Edward Livingston Taylor Jr. (August 10, 1869 – March 10, 1938) was an American lawyer and politician who served four terms as a U.S. representative from Ohio from 1905 to 1913.

==Biography ==
Born in Columbus, Ohio, he was the son of Edward (Sr,) and Kathryn (Myers) Taylor. Edward Sr. was the son of David Taylor, the founder of Truro Township and his wife Margaret Livingston, related to the Livingston and Schuyler families of New York.

Taylor attended public school and graduated from the Columbus High School.

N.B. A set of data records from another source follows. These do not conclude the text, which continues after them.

async fn cmd_chat(
    pipeline: &ContractPipeline,
    id: &DocumentId,
    question: Option<String>,
    json: bool,
) -> Result<()> {
    if let Some(question) = question {
        let answer = ask(pipeline, id, &question, &[]).await?;
        return if json {
            print_json(&answer)
        } else {
            print_answer(&answer);
            Ok(())
        };
    }

    // Make sure the document is reachable before prompting.
    let document = pipeline.document(id).await.map_err(user_error)?;
    println!("Chatting about {}. Empty line or Ctrl-D to quit.", document.filename);

    let mut history: Vec<ChatTurn> = Vec::new();
    let mut lines = BufReader::new(tokio::io::stdin()).lines();
    loop {
        print!("> ");
        std::io::stdout().flush()?;
        let Some(line) = lines.next_line().await? else {
            break;
        };
        let question = line.trim();
        if question.is_empty() {
            break;
        }

        match ask(pipeline, id, question, &history).await {
            Ok(answer) => {
                print_answer(&answer);
                history.push(ChatTurn::user(question));
                history.push(ChatTurn::assistant(answer.answer));
            }
            Err(e) => eprintln!("{e}"),
        }
    }
    Ok(())
}

async fn ask(
    pipeline: &ContractPipeline,
    id: &DocumentId,
    question: &str,
    history: &[ChatTurn],
) -> Result<ChatAnswer> {
    let progress = spinner("Thinking");
    let result = pipeline.converse(id, question, history).await;
    progress.finish_and_clear();
    result.map_err(user_error)
}

// ---------------------------------------------------------------------------
// Config commands
// ---------------------------------------------------------------------------

fn cmd_config_init() -> Result<()> {
    let path = init_config().map_err(user_error)?;
    println!("Config initialized at: {}", path.display());
    Ok(())
}

fn cmd_config_show() -> Result<()> {
    let config: AppConfig = load_config().map_err(user_error)?;
    let toml_str = toml::to_string_pretty(&config)?;
    println!("{toml_str}");
    Ok(())
}

// ---------------------------------------------------------------------------
// Rendering
// ---------------------------------------------------------------------------

fn print_document(document: &Document) {
    println!();
    println!("  ID:       {}", document.id);
    println!("  Filename: {}", document.filename);
    println!(
        "  Type:     {}",
        document.detected_type.map(|t| t.as_str()).unwrap_or("unknown")
    );
    if let Some(party) = &document.selected_party {
        println!("  You:      {party}");
    }
    println!("  Added:    {}", document.created_at.format("%Y-%m-%d %H:%M"));
}

fn print_classification(classification: &Classification) {
    println!();
    println!("  Type:       {}", classification.detected_type);
    println!("  Confidence: {:.0}%", classification.confidence * 100.0);
    if !classification.reasoning.is_empty() {
        println!("  Reasoning:  {}", classification.reasoning);
    }
    println!("  Parties:");
    if classification.parties.is_empty() {
        println!("    (none detected)");
    }
    for party in &classification.parties {
        println!("    - {} ({})", party.name, party.role);
    }
    println!();
}

fn print_analysis(record: &AnalysisRecord) {
    if !record.parties.is_empty() {
        println!("\n  Parties:");
        for party in &record.parties {
            println!("    - {} ({}): {}", party.name, party.role, party.description);
        }
    }

    let Some(score) = record.score else {
        println!("\n  Classified only. Run `pactlens analyze {}` for the full analysis.", record.document_id);
        return;
    };

    println!(
        "\n  Score: {score}/100 ({})",
        if record.favorable == Some(true) { "favorable" } else { "needs review" }
    );
    if let Some(summary) = &record.summary {
        println!("\n  {summary}");
    }

    println!("\n  Clauses:");
    print_clauses(&record.clauses);

    println!("\n  Risks:");
    for risk in &record.risks {
        println!("    [{}] {}: {}", risk.severity.as_str(), risk.kind, risk.note);
    }
    println!("\n  Opportunities:");
    for opportunity in &record.opportunities {
        println!("    {}: {}", opportunity.kind, opportunity.note);
    }
    if !record.negotiation_points.is_empty() {
        println!("\n  Negotiation points:");
        for point in &record.negotiation_points {
            println!("    - {point}");
        }
    }
    if let Some(recommendations) = &record.recommendations {
        println!("\n  {recommendations}");
    }
}

fn print_clauses(clauses: &Clauses) {
    let u = Clauses::unspecified;
    let rows = [
        ("Payment", u(&clauses.payment.amount), u(&clauses.payment.schedule)),
        ("Liability", u(&clauses.liability.cap), u(&clauses.liability.indemnity)),
        ("Termination", u(&clauses.termination.notice), u(&clauses.termination.for_cause)),
        ("Confidentiality", u(&clauses.confidentiality.scope), u(&clauses.confidentiality.duration)),
        ("IP", u(&clauses.ip.ownership), u(&clauses.ip.license)),
        ("Law", u(&clauses.law.governing_law), u(&clauses.law.dispute_resolution)),
        ("Renewal", u(&clauses.renewal.term_length), u(&clauses.renewal.conditions)),
    ];
    for (group, first, second) in rows {
        println!("    {group:<16} {first}; {second}");
    }
}

fn print_answer(answer: &ChatAnswer) {
    println!("\n{}\n", answer.answer);
    if answer.augmented {
        println!("Sources:");
        for (i, source) in answer.sources.iter().enumerate() {
            println!(
                "  [{}] {} {}",
                i + 1,
                source.title.as_deref().unwrap_or("Untitled"),
                source.url.as_deref().unwrap_or("")
            );
        }
        println!();
    }
}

He went on to study law. He married Marie Firestone Taylor.
He was admitted to the bar in 1891 and commenced practice in Columbus.
He served as prosecuting attorney of Franklin County 1899–1904.

===Congress ===
Taylor was elected as a Republican to the Fifty-ninth and to the three succeeding Congresses (March 4, 1905 – March 4, 1913).
He was an unsuccessful candidate for reelection in 1912 to the Sixty-third Congress.

===Personal life===
He continued the practice of law in Columbus, Ohio, until his death of throat and larynx cancer on March 10, 1938, at his modest home on Granville Street in the Woodland Park neighborhood of Columbus.
He was interred in Greenlawn Cemetery, Columbus, Ohio.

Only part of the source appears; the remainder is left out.